A waiver for the requirement to perform a prenatal developmental toxicity study in a 2nd species was included, as this requirement is considered not to add new information for hazard assessment and therefore is scientifically and, considering concerns regarding the use of vertebrate animals for experimental purposes, unjustified.

For a detailed reference list please refer to the CSR or IUCLID section 13.

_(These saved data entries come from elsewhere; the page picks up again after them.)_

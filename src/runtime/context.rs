use super::{BenchService, IoService, ReportService};

#[derive(Debug, Clone, Default)]
pub struct AppContext {
    io_service: IoService,
    bench_service: BenchService,
    report_service: ReportService,
}

impl AppContext {
    pub fn new() -> Self {
        Self::default()
    }

    pub fn io_service(&self) -> &IoService {
        &self.io_service
    }

    pub fn bench_service(&self) -> &BenchService {
        &self.bench_service
    }

    pub fn report_service(&self) -> &ReportService {
        &self.report_service
    }
}
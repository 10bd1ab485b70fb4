mod runner;
mod types;

pub use runner::run_cli;
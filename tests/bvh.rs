use raybvh::accelerators::bvh::{BVHAccel, BuildMethod};
use raybvh::core::geometry::{Point3f, Ray, Vector3f};
use raybvh::core::interaction::SurfaceInteraction;
use raybvh::core::primitive::{Primitive, PrimitiveDt, TransformedPrimitive};
use raybvh::core::rng::RNG;
use raybvh::core::transform::Transformf;
use raybvh::shapes::{Cube, Sphere};
use raybvh::Float;
use std::sync::Arc;

const INF: Float = Float::INFINITY;
const T_MIN: Float = 1e-3;

fn unit_cube_at(x: Float, y: Float, z: Float) -> PrimitiveDt {
    Arc::new(Cube::new(
        Point3f::new(x, y, z),
        Point3f::new(x + 1.0, y + 1.0, z + 1.0),
    ))
}

fn random_spheres(rng: &mut RNG, n: usize) -> Vec<PrimitiveDt> {
    (0..n)
        .map(|_| {
            let center = Point3f::new(
                rng.uniform_range(-50.0, 50.0),
                rng.uniform_range(-50.0, 50.0),
                rng.uniform_range(-50.0, 50.0),
            );
            let radius = rng.uniform_range(0.2, 3.0);
            Arc::new(Sphere::new(center, radius)) as PrimitiveDt
        })
        .collect()
}

fn random_ray(rng: &mut RNG) -> Ray {
    let o = Point3f::new(
        rng.uniform_range(-80.0, 80.0),
        rng.uniform_range(-80.0, 80.0),
        rng.uniform_range(-80.0, 80.0),
    );
    loop {
        let d = Vector3f::new(
            rng.uniform_range(-1.0, 1.0),
            rng.uniform_range(-1.0, 1.0),
            rng.uniform_range(-1.0, 1.0),
        );
        if d.length() > 0.1 {
            return Ray::new(o, d.normalize());
        }
    }
}

fn brute_force(
    primitives: &[PrimitiveDt],
    ray: &Ray,
    t_min: Float,
    mut t_max: Float,
) -> Option<(usize, SurfaceInteraction)> {
    let mut closest = None;
    for (i, primitive) in primitives.iter().enumerate() {
        if let Some(si) = primitive.intersect(ray, t_min, t_max) {
            t_max = si.t;
            closest = Some((i, si));
        }
    }
    closest
}

fn count_nodes(accel: &BVHAccel, index: usize, leaves: &mut usize, interiors: &mut usize) {
    let node = accel.nodes()[index];
    if node.is_leaf() {
        *leaves += 1;
    } else {
        *interiors += 1;
        count_nodes(accel, node.left_child(), leaves, interiors);
        count_nodes(accel, node.right_child(), leaves, interiors);
    }
}

fn check_permutation(accel: &BVHAccel, n: usize) {
    let mut order: Vec<usize> = accel.primitive_order().to_vec();
    order.sort_unstable();
    let expected: Vec<usize> = (0..n).collect();
    assert_eq!(order, expected, "primitive order is not a permutation");
}

fn check_containment(accel: &BVHAccel, index: usize) {
    let node = accel.nodes()[index];
    if node.is_leaf() {
        for i in node.first()..node.first() + node.count() {
            let p = accel.primitive_order()[i];
            assert!(
                node.bounds().contains(&accel.primitives()[p].world_bound()),
                "leaf {} does not contain primitive {}",
                index,
                p
            );
        }
    } else {
        let left = accel.nodes()[node.left_child()];
        let right = accel.nodes()[node.right_child()];
        assert!(node.bounds().contains(&left.bounds()));
        assert!(node.bounds().contains(&right.bounds()));
        check_containment(accel, node.left_child());
        check_containment(accel, node.right_child());
    }
}

#[test]
fn single_primitive_build_is_one_leaf() {
    for &method in &[BuildMethod::BinnedSah, BuildMethod::Agglomerative] {
        let accel = BVHAccel::new(vec![unit_cube_at(0.0, 0.0, 0.0)], method);
        let root = accel.nodes()[0];
        assert!(root.is_leaf());
        assert_eq!(root.count(), 1);
        assert_eq!(root.bounds().min, Point3f::new(0.0, 0.0, 0.0));
        assert_eq!(root.bounds().max, Point3f::new(1.0, 1.0, 1.0));
    }
}

#[test]
fn two_primitives_stay_one_leaf_under_sah() {
    let prims = vec![unit_cube_at(0.0, 0.0, 0.0), unit_cube_at(10.0, 0.0, 0.0)];
    let accel = BVHAccel::new(prims, BuildMethod::BinnedSah);
    let root = accel.nodes()[0];
    assert!(root.is_leaf());
    assert_eq!(root.count(), 2);
}

#[test]
fn clustering_four_disjoint_boxes() {
    let prims = vec![
        unit_cube_at(0.0, 0.0, 0.0),
        unit_cube_at(10.0, 0.0, 0.0),
        unit_cube_at(0.0, 10.0, 0.0),
        unit_cube_at(10.0, 10.0, 0.0),
    ];
    let accel = BVHAccel::new(prims, BuildMethod::Agglomerative);

    let (mut leaves, mut interiors) = (0, 0);
    count_nodes(&accel, 0, &mut leaves, &mut interiors);
    assert_eq!(leaves, 4);
    assert_eq!(interiors, 3);
    check_containment(&accel, 0);

    // A ray dropped straight onto each box reports that box alone.
    let offsets = [(0.0, 0.0), (10.0, 0.0), (0.0, 10.0), (10.0, 10.0)];
    for (i, &(x, y)) in offsets.iter().enumerate() {
        let ray = Ray::new(
            Point3f::new(x + 0.5, y + 0.5, 5.0),
            Vector3f::new(0.0, 0.0, -1.0),
        );
        let si = accel.intersect(&ray, T_MIN, INF).unwrap();
        assert_eq!(si.primitive, Some(i));
        assert!((si.t - 4.0).abs() < 1e-4);
    }
}

#[test]
fn clustering_two_candidates_merges_once() {
    let prims = vec![unit_cube_at(0.0, 0.0, 0.0), unit_cube_at(5.0, 0.0, 0.0)];
    let accel = BVHAccel::new(prims, BuildMethod::Agglomerative);
    let (mut leaves, mut interiors) = (0, 0);
    count_nodes(&accel, 0, &mut leaves, &mut interiors);
    assert_eq!(leaves, 2);
    assert_eq!(interiors, 1);
}

#[test]
fn sah_four_boxes_splits_into_two_leaves() {
    let prims = vec![
        unit_cube_at(0.0, 0.0, 0.0),
        unit_cube_at(1.5, 0.0, 0.0),
        unit_cube_at(20.0, 0.0, 0.0),
        unit_cube_at(21.5, 0.0, 0.0),
    ];
    let accel = BVHAccel::new(prims, BuildMethod::BinnedSah);
    let (mut leaves, mut interiors) = (0, 0);
    count_nodes(&accel, 0, &mut leaves, &mut interiors);
    assert_eq!(leaves, 2);
    assert_eq!(interiors, 1);
    check_containment(&accel, 0);
    check_permutation(&accel, 4);

    // The split must separate the two clusters.
    let left = accel.nodes()[accel.nodes()[0].left_child()];
    let right = accel.nodes()[accel.nodes()[0].right_child()];
    assert_eq!(left.count(), 2);
    assert_eq!(right.count(), 2);
}

#[test]
fn away_pointing_ray_misses() {
    let prims = vec![
        unit_cube_at(0.0, 0.0, 0.0),
        unit_cube_at(10.0, 0.0, 0.0),
        unit_cube_at(0.0, 10.0, 0.0),
        unit_cube_at(10.0, 10.0, 0.0),
    ];
    for &method in &[BuildMethod::BinnedSah, BuildMethod::Agglomerative] {
        let accel = BVHAccel::new(prims.clone(), method);
        let ray = Ray::new(Point3f::new(5.0, 5.0, 50.0), Vector3f::new(0.0, 0.0, 1.0));
        assert!(accel.intersect(&ray, T_MIN, INF).is_none());
    }
}

#[test]
fn reported_distance_never_exceeds_t_max() {
    let prims = vec![unit_cube_at(0.0, 0.0, 0.0)];
    let accel = BVHAccel::new(prims, BuildMethod::BinnedSah);
    let ray = Ray::new(Point3f::new(0.5, 0.5, 5.0), Vector3f::new(0.0, 0.0, -1.0));
    // Box entry sits at t = 4; a tighter bound must suppress the hit.
    assert!(accel.intersect(&ray, T_MIN, 2.0).is_none());
    let si = accel.intersect(&ray, T_MIN, 10.0).unwrap();
    assert!(si.t <= 10.0);
    assert!((si.t - 4.0).abs() < 1e-4);
}

#[test]
fn empty_build_always_misses() {
    for &method in &[BuildMethod::BinnedSah, BuildMethod::Agglomerative] {
        let accel = BVHAccel::new(Vec::new(), method);
        let ray = Ray::new(Point3f::new(0.0, 0.0, 0.0), Vector3f::new(1.0, 0.0, 0.0));
        assert!(accel.intersect(&ray, T_MIN, INF).is_none());
    }
}

#[test]
fn build_invariants_hold_for_random_scenes() {
    let mut rng = RNG::new(7);
    for &method in &[BuildMethod::BinnedSah, BuildMethod::Agglomerative] {
        let prims = random_spheres(&mut rng, 100);
        let accel = BVHAccel::new(prims, method);
        check_permutation(&accel, 100);
        check_containment(&accel, 0);
    }
}

#[test]
fn traversal_matches_brute_force() {
    let mut rng = RNG::new(42);
    let prims = random_spheres(&mut rng, 150);
    for &method in &[BuildMethod::BinnedSah, BuildMethod::Agglomerative] {
        let accel = BVHAccel::new(prims.clone(), method);
        let mut hits = 0;
        for _ in 0..400 {
            let ray = random_ray(&mut rng);
            let expected = brute_force(&prims, &ray, T_MIN, INF);
            let got = accel.intersect(&ray, T_MIN, INF);
            match (expected, got) {
                (None, None) => {}
                (Some((index, reference)), Some(si)) => {
                    hits += 1;
                    assert!(
                        (si.t - reference.t).abs() < 1e-3 * (1.0 + reference.t),
                        "{:?}: got t = {}, expected t = {}",
                        method,
                        si.t,
                        reference.t
                    );
                    if si.primitive != Some(index) {
                        // Only acceptable for a near-tie between primitives.
                        assert!((si.t - reference.t).abs() < 1e-3);
                    }
                }
                (expected, got) => panic!(
                    "{:?}: brute force {:?} but traversal {:?}",
                    method,
                    expected.map(|(i, si)| (i, si.t)),
                    got.map(|si| si.t)
                ),
            }
        }
        assert!(hits > 20, "suspiciously few hits: {}", hits);
    }
}

#[test]
fn coincident_centroids_terminate_via_median_fallback() {
    let prims: Vec<PrimitiveDt> = (0..16)
        .map(|_| Arc::new(Sphere::new(Point3f::new(1.0, 2.0, 3.0), 0.5)) as PrimitiveDt)
        .collect();
    let accel = BVHAccel::new(prims.clone(), BuildMethod::BinnedSah);
    check_permutation(&accel, 16);
    check_containment(&accel, 0);

    let ray = Ray::new(Point3f::new(1.0, 2.0, 10.0), Vector3f::new(0.0, 0.0, -1.0));
    let si = accel.intersect(&ray, T_MIN, INF).unwrap();
    let (_, reference) = brute_force(&prims, &ray, T_MIN, INF).unwrap();
    assert!((si.t - reference.t).abs() < 1e-4);
}

#[test]
fn shrinking_t_max_keeps_closest_hit_within_leaf() {
    // Three overlapping spheres along one axis inside a single leaf.
    let prims: Vec<PrimitiveDt> = vec![
        Arc::new(Sphere::new(Point3f::new(0.0, 0.0, 0.0), 1.0)),
        Arc::new(Sphere::new(Point3f::new(0.5, 0.0, 0.0), 1.0)),
        Arc::new(Sphere::new(Point3f::new(-0.5, 0.0, 0.0), 1.0)),
    ];
    let accel = BVHAccel::new(prims.clone(), BuildMethod::BinnedSah);
    let ray = Ray::new(Point3f::new(10.0, 0.0, 0.0), Vector3f::new(-1.0, 0.0, 0.0));
    let si = accel.intersect(&ray, T_MIN, INF).unwrap();
    // Nearest surface belongs to the sphere centered at x = 0.5.
    assert_eq!(si.primitive, Some(1));
    assert!((si.t - 8.5).abs() < 1e-4);
}

#[test]
fn instanced_hierarchy_reports_world_distance() {
    let unit_sphere: PrimitiveDt = Arc::new(Sphere::new(Point3f::new(0.0, 0.0, 0.0), 1.0));

    let scaled: PrimitiveDt = Arc::new(TransformedPrimitive::new(
        unit_sphere.clone(),
        Transformf::scale(2.0, 2.0, 2.0),
    ));
    let shifted: PrimitiveDt = Arc::new(TransformedPrimitive::new(
        unit_sphere,
        Transformf::translate(&Vector3f::new(0.0, 20.0, 0.0)),
    ));
    let accel = BVHAccel::new(vec![scaled, shifted], BuildMethod::Agglomerative);

    // The scaled instance has world radius 2, so the hit lands at x = 2 and
    // the distance is measured in world units, not local parametric t.
    let ray = Ray::new(Point3f::new(10.0, 0.0, 0.0), Vector3f::new(-1.0, 0.0, 0.0));
    let si = accel.intersect(&ray, T_MIN, INF).unwrap();
    assert!((si.t - 8.0).abs() < 1e-3);
    assert!((si.p.x - 2.0).abs() < 1e-3);
    assert!((si.n.x - 1.0).abs() < 1e-3);

    let ray = Ray::new(Point3f::new(0.0, 20.0, 10.0), Vector3f::new(0.0, 0.0, -1.0));
    let si = accel.intersect(&ray, T_MIN, INF).unwrap();
    assert!((si.t - 9.0).abs() < 1e-3);
    assert!((si.p.z - 1.0).abs() < 1e-3);
}

#[test]
fn nested_hierarchies_compose() {
    // Per-object SAH structures composed by a top-level clustering build.
    let mut rng = RNG::new(3);
    let object_a = random_spheres(&mut rng, 20);
    let object_b = random_spheres(&mut rng, 20);
    let flat: Vec<PrimitiveDt> = object_a.iter().chain(object_b.iter()).cloned().collect();

    let inner_a: PrimitiveDt = Arc::new(BVHAccel::new(object_a, BuildMethod::BinnedSah));
    let inner_b: PrimitiveDt = Arc::new(BVHAccel::new(object_b, BuildMethod::BinnedSah));
    let top = BVHAccel::new(vec![inner_a, inner_b], BuildMethod::Agglomerative);

    for _ in 0..200 {
        let ray = random_ray(&mut rng);
        let expected = brute_force(&flat, &ray, T_MIN, INF);
        let got = top.intersect(&ray, T_MIN, INF);
        match (expected, got) {
            (None, None) => {}
            (Some((_, reference)), Some(si)) => {
                assert!((si.t - reference.t).abs() < 1e-3 * (1.0 + reference.t));
            }
            (expected, got) => panic!(
                "nested traversal diverged: brute force {:?}, traversal {:?}",
                expected.map(|(i, si)| (i, si.t)),
                got.map(|si| si.t)
            ),
        }
    }
}

#[test]
fn world_bound_matches_scene_extent() {
    let prims = vec![unit_cube_at(0.0, 0.0, 0.0), unit_cube_at(9.0, 9.0, 9.0)];
    let accel = BVHAccel::new(prims, BuildMethod::BinnedSah);
    let bound = accel.world_bound();
    assert_eq!(bound.min, Point3f::new(0.0, 0.0, 0.0));
    assert_eq!(bound.max, Point3f::new(10.0, 10.0, 10.0));
}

Justification for classification or non-classification

According to Article 13 of Regulation (EC) No. 1907/2006 "General Requirements for Generation of Information on Intrinsic Properties of substances", information on intrinsic properties of substances may be generated by means other than tests e.g. from information from structurally related substances (grouping or read-across), provided that conditions set out in Annex XI are met. Annex XI, "General rules for adaptation of this standard testing regime set out in Annexes VII to X” states that “substances whose physicochemical, toxicological and ecotoxicological properties are likely to be similar or follow a regular pattern as a result of structural similarity may be considered as a group, or ‘category’ of substances. This avoids the need to test every substance for every endpoint". Since the group concept is applied to the members of the Glycol Ester Category, data will be generated from representative reference substance(s) within the category to avoid unnecessary animal testing. Additionally, once the group concept is applied, substances will be classified and labeled on this basis.

Therefore, based on the group concept, all available data on toxicity to reproduction do not meet the classification criteria according to Regulation (EC) 1272/2008 or Directive 67/548/EEC, and are therefore conclusive but not sufficient for classification.